Republican presidential candidate Herman Cain apologized to Muslims on Wednesday in a statement sent to Politico.


"While I stand by my opposition to the interference of sharia law into the American legal system, I remain humble and contrite for any statements I have made that might have caused offense to Muslim Americans and their friends," he said. "I am truly sorry for any comments that may have betrayed my commitment to the U.S. Constitution and the freedom of religion guaranteed by it. Muslims, like all Americans, have the right to practice their faith freely and peacefully.”

The statement was issued after Cain met with a small group of Muslim leaders.

He had previously said that any community should be able to ban mosques because there is a big difference between Islam and "our other traditional religions."

"Islam combines church and state," Cain told Fox News' Chris Wallace during an interview. "They are using the church part of our First Amendment to infuse their mosque in that community and people in the community do not like it, they disagree with it. Sharia law is what they are trying to infuse."

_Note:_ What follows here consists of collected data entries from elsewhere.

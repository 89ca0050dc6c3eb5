use std::fmt;
use std::path::PathBuf;

use serde::{Deserialize, Serialize};

/// 待投递的职位
///
/// 由调用方创建并持有；投递流程只会回填描述、招聘人链接和生成的附件路径。
#[derive(Debug, Clone, Default, Serialize, Deserialize)]
pub struct Job {
    pub link: String,
    pub title: String,
    #[serde(default)]
    pub company: String,
    #[serde(default)]
    pub location: String,
    #[serde(default)]
    pub description: String,
    #[serde(default, skip_serializing_if = "Option::is_none")]
    pub recruiter_link: Option<String>,
    #[serde(skip)]
    pub resume_path: Option<PathBuf>,
    #[serde(skip)]
    pub cover_letter_path: Option<PathBuf>,
}

impl Job {
    pub fn new(link: impl Into<String>, title: impl Into<String>) -> Self {
        Self {
            link: link.into(),
            title: title.into(),
            ..Default::default()
        }
    }

    pub fn set_description(&mut self, description: impl Into<String>) {
        self.description = description.into();
    }

    /// 空字符串视为没有招聘人信息
    pub fn set_recruiter_link(&mut self, link: Option<String>) {
        self.recruiter_link = link.filter(|l| !l.trim().is_empty());
    }

    /// 用于提示词的职位摘要
    pub fn summary(&self) -> String {
        let mut summary = format!("Position: {}", self.title);
        if !self.company.is_empty() {
            summary.push_str(&format!("\nCompany: {}", self.company));
        }
        if !self.location.is_empty() {
            summary.push_str(&format!("\nLocation: {}", self.location));
        }
        if !self.description.is_empty() {
            summary.push_str(&format!("\nDescription:\n{}", self.description));
        }
        summary
    }
}

impl fmt::Display for Job {
    fn fmt(&self, f: &mut fmt::Formatter<'_>) -> fmt::Result {
        if self.company.is_empty() {
            write!(f, "{} ({})", self.title, self.link)
        } else {
            write!(f, "{} @ {} ({})", self.title, self.company, self.link)
        }
    }
}

/// 职位列表文件
#[derive(Debug, Clone, Default, Deserialize)]
pub struct JobList {
    #[serde(default)]
    pub jobs: Vec<Job>,
}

In March, Cain also used Sharia law as an excuse for saying that he would not appoint a Muslim to his cabinet or as a federal judge.

During CNN's New Hampshire GOP debate in June, he tried to clarify his stance on appointing Muslims to government positions by saying that only the Muslims not "trying to kill us" should be in government.

"You have peaceful Muslims, then you have militant Muslims, those that are trying to kill us," Cain said. "I was thinking about the ones that were trying to kill us."